Small-cell lung cancer (SCLC) is a rapidly progressive lung cancer that accounts for 15% of all lung cancers. Liposomal irinotecan encapsulates irinotecan in a lipid-bilayer vesicle, leading to prolonged circulation, protection from hydrolysis and rapid metabolic conversion. RESILIENT is a two-part phase II/III study to assess the safety, tolerability and efficacy of second-line liposomal irinotecan monotherapy versus topotecan in patients with SCLC. In part 1, liposomal irinotecan (70 mg/m2) demonstrated promising antitumour activity, with no new safety signals. At ELCC 2023, results from part 2 were presented.
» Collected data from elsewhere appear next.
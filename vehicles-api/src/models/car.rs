//! Modelo de Car
//!
//! Este módulo contiene el struct Car que mapea exactamente a la tabla
//! `cars` del schema PostgreSQL. El precio y la dirección resuelta NO son
//! columnas: se recalculan en cada lectura individual contra los servicios
//! de pricing y maps.

use chrono::{DateTime, Utc};
use serde::{Deserialize, Serialize};
use sqlx::FromRow;

/// Condición del vehículo - mapea al ENUM car_condition
#[derive(Debug, Clone, Copy, PartialEq, Eq, Serialize, Deserialize, sqlx::Type)]
#[sqlx(type_name = "car_condition", rename_all = "UPPERCASE")]
#[serde(rename_all = "UPPERCASE")]
pub enum Condition {
    Used,
    New,
}

/// Car persistido - mapea exactamente a la tabla cars
#[derive(Debug, Clone, FromRow)]
pub struct Car {
    pub id: i64,
    pub condition: Condition,
    pub manufacturer: String,
    pub model: String,
    pub body: String,
    pub color: String,
    pub mileage: i32,
    pub model_year: i32,
    pub latitude: f64,
    pub longitude: f64,
    pub created_at: DateTime<Utc>,
    pub updated_at: DateTime<Utc>,
}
Eligible patients with histologically or cytologically confirmed SCLC and radiologically confirmed disease progression despite first-line platinum-based chemotherapy were randomised (1:1) to receive intravenous liposomal irinotecan (70 mg/m2, every 2 weeks in a 6-week cycle) or topotecan (1.5 mg/m2/day for 5 days, every 3 weeks in a 6-week cycle). The primary endpoint of overall survival (OS) was evaluated by log-rank test (stratified by region and platinum sensitivity) with 1-sided significance of 0.023. Secondary endpoints included progression-free survival (PFS) and objective response rate (ORR) per blinded independent central review (BICR).
In total, 229 patients were randomised to liposomal irinotecan and 232 to topotecan. Median age was 62.3 years, 32.1% were female, 74.2% had an ECOG performance status of 1 and 88.7% had metastatic disease. After a median follow-up of 18.4 months, median OS was 7.9 months for patients in the liposomal irinotecan arm and 8.3 months for patients receiving topotecan (HR[95%CI]: 1.11[0.90-1.37], p= 0.3094). Furthermore, also PFS was comparable in the liposomal irinotecan and topotecan arms (median PFS of respectively 4.0 vs. 3.3 months, HR[95%CI]: 0.96[0.77-1.20], p= 0.7053). In contrast, the ORR doubled for patients receiving liposomal irinotecan as compared to patients receiving topotecan (44.1% vs. 21.6%, p< 0.0001). Complete response rates in the liposomal irinotecan and topotecan arms were respectively 5.2% and 3.0%. Median duration of response was highly comparable at 4.1 and 4.2 months. In total, 62.4% of patients in the liposomal irinotecan arm experienced treatment-emergent adverse events (TEAEs) of grade ≥3, as compared to 87.9% of patients treated with topotecan. TEAEs led to treatment discontinuation in respectively 10.6% and 10.3% of patients. The most common grade ≥3 TEAEs in the liposomal irinotecan arm were diarrhoea (13.7%), neutropenia (8.0%), decreased neutrophil count (4.4%), leukopenia (4.0%) and decreased white blood cell count (4.0%).
The phase III RESILIENT study demonstrated similar median OS and PFS for liposomal irinotecan and topotecan in patients with SCLC that had progressed on or after first-line platinum-based chemotherapy. Although the primary endpoint of OS was not met, liposomal irinotecan was associated with higher ORR compared with topotecan. The safety profile of liposomal irinotecan was consistent with its known safety profile and no new safety concerns were identified. The data support future combinatorial therapy research with liposomal irinotecan.
Rudin C, et al. RESILIENT Part 2: A Randomized, Open-label Phase 3 Study of Liposomal Irinotecan versus Topotecan in Adults with Relapsed SCLC. Presented at ELCC 2023; Abstract 161O.